** Work task **
The answer must consist of every line below that contains the word "expect".

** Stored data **
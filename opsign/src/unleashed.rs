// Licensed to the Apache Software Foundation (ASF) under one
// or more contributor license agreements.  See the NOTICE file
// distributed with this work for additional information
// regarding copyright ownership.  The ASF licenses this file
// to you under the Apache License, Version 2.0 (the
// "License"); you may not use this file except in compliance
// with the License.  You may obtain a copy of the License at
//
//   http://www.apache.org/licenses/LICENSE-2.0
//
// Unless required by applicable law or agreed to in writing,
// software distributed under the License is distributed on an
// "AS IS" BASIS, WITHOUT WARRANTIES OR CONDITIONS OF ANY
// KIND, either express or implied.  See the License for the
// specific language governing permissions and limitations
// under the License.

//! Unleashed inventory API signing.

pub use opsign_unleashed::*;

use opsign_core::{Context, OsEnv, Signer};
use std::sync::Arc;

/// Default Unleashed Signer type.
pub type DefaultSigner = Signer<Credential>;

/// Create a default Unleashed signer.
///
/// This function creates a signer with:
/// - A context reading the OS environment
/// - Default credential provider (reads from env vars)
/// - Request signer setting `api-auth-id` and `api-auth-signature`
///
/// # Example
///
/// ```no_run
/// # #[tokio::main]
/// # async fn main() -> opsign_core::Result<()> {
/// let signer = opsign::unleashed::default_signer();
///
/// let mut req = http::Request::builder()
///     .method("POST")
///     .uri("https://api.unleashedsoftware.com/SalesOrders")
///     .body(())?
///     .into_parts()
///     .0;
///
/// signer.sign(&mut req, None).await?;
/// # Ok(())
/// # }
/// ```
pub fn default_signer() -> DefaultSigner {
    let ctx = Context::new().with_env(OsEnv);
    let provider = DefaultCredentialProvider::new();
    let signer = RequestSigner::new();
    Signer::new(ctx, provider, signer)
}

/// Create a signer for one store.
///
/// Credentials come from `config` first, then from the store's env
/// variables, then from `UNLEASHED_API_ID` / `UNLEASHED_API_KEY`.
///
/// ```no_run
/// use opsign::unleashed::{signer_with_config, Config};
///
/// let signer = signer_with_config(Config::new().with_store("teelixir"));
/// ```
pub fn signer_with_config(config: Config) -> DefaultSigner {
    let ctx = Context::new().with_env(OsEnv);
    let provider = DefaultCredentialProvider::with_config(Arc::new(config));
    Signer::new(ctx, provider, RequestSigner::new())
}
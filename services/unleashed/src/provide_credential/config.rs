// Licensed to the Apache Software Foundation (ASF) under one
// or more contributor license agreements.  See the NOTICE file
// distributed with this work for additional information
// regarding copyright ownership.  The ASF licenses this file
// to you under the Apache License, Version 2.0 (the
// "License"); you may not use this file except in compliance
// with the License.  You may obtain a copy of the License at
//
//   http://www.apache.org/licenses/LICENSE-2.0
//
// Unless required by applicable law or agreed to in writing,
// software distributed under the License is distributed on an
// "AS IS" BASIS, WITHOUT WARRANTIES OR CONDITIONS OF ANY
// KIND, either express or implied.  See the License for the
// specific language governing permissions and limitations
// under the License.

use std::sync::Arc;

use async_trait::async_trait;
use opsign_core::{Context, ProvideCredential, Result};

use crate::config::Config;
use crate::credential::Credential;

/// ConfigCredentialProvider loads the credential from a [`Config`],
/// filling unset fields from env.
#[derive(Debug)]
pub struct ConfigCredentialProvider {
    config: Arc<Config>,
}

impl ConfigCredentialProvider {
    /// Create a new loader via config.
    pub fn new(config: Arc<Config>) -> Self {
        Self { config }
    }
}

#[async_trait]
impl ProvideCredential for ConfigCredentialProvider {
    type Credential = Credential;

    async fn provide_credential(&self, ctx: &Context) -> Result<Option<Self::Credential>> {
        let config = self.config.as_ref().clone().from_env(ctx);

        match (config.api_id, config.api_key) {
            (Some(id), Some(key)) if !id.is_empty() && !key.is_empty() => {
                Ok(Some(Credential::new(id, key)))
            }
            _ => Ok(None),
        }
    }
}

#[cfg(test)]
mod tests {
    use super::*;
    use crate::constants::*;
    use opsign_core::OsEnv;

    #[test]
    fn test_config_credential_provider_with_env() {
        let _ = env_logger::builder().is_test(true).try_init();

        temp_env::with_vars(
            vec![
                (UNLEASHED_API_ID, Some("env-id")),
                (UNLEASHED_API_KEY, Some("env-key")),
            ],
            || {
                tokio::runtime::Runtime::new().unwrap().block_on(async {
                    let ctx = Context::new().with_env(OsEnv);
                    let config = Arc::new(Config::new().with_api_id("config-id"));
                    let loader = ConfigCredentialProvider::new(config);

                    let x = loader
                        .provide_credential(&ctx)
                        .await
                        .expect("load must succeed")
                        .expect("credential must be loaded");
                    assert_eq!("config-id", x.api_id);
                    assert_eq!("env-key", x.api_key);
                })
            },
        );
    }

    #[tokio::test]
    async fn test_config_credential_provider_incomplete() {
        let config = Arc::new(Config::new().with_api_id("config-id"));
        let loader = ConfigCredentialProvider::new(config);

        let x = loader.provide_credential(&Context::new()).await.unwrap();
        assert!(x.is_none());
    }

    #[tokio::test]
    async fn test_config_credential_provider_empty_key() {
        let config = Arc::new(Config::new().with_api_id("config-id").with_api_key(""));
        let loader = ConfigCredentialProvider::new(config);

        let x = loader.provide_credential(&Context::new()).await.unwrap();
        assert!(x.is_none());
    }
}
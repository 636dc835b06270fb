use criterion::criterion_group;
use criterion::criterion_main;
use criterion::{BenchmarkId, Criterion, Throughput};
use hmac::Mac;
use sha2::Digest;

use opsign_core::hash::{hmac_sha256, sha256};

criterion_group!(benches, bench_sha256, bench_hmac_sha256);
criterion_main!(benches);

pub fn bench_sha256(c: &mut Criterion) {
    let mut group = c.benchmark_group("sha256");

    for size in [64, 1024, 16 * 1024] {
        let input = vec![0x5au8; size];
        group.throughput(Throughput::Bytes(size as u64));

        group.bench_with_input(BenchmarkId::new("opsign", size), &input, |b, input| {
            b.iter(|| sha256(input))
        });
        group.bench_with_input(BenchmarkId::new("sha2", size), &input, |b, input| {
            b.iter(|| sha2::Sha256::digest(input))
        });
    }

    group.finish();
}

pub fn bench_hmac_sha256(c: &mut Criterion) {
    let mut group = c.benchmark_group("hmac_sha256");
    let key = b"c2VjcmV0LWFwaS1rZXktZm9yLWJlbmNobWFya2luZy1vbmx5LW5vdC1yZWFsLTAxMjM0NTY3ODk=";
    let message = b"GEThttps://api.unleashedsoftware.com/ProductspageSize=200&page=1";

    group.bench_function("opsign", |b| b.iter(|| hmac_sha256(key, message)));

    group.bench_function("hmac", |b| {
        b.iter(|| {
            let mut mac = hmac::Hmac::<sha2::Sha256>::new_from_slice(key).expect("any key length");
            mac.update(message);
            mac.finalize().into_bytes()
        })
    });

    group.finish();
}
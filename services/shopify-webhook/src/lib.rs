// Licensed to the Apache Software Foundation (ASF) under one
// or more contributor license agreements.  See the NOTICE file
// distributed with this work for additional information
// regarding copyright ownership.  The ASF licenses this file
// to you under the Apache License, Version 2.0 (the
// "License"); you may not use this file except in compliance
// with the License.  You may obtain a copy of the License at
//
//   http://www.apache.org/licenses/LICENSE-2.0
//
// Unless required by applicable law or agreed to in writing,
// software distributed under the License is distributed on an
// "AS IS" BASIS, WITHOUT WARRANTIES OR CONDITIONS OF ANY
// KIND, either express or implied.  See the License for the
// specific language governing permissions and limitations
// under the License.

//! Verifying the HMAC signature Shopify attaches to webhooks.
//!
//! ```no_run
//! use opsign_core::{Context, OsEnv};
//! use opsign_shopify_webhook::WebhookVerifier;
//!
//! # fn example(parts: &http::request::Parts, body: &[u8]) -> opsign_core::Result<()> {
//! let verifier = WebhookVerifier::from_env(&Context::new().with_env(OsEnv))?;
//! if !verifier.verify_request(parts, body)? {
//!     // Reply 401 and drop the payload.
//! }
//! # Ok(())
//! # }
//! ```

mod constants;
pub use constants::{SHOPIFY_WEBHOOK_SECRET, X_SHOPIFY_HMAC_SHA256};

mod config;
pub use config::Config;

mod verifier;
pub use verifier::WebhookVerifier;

** Final answer **
                        .expect("load must succeed")
                        .expect("credential must be loaded");
            let mut mac = hmac::Hmac::<sha2::Sha256>::new_from_slice(key).expect("any key length");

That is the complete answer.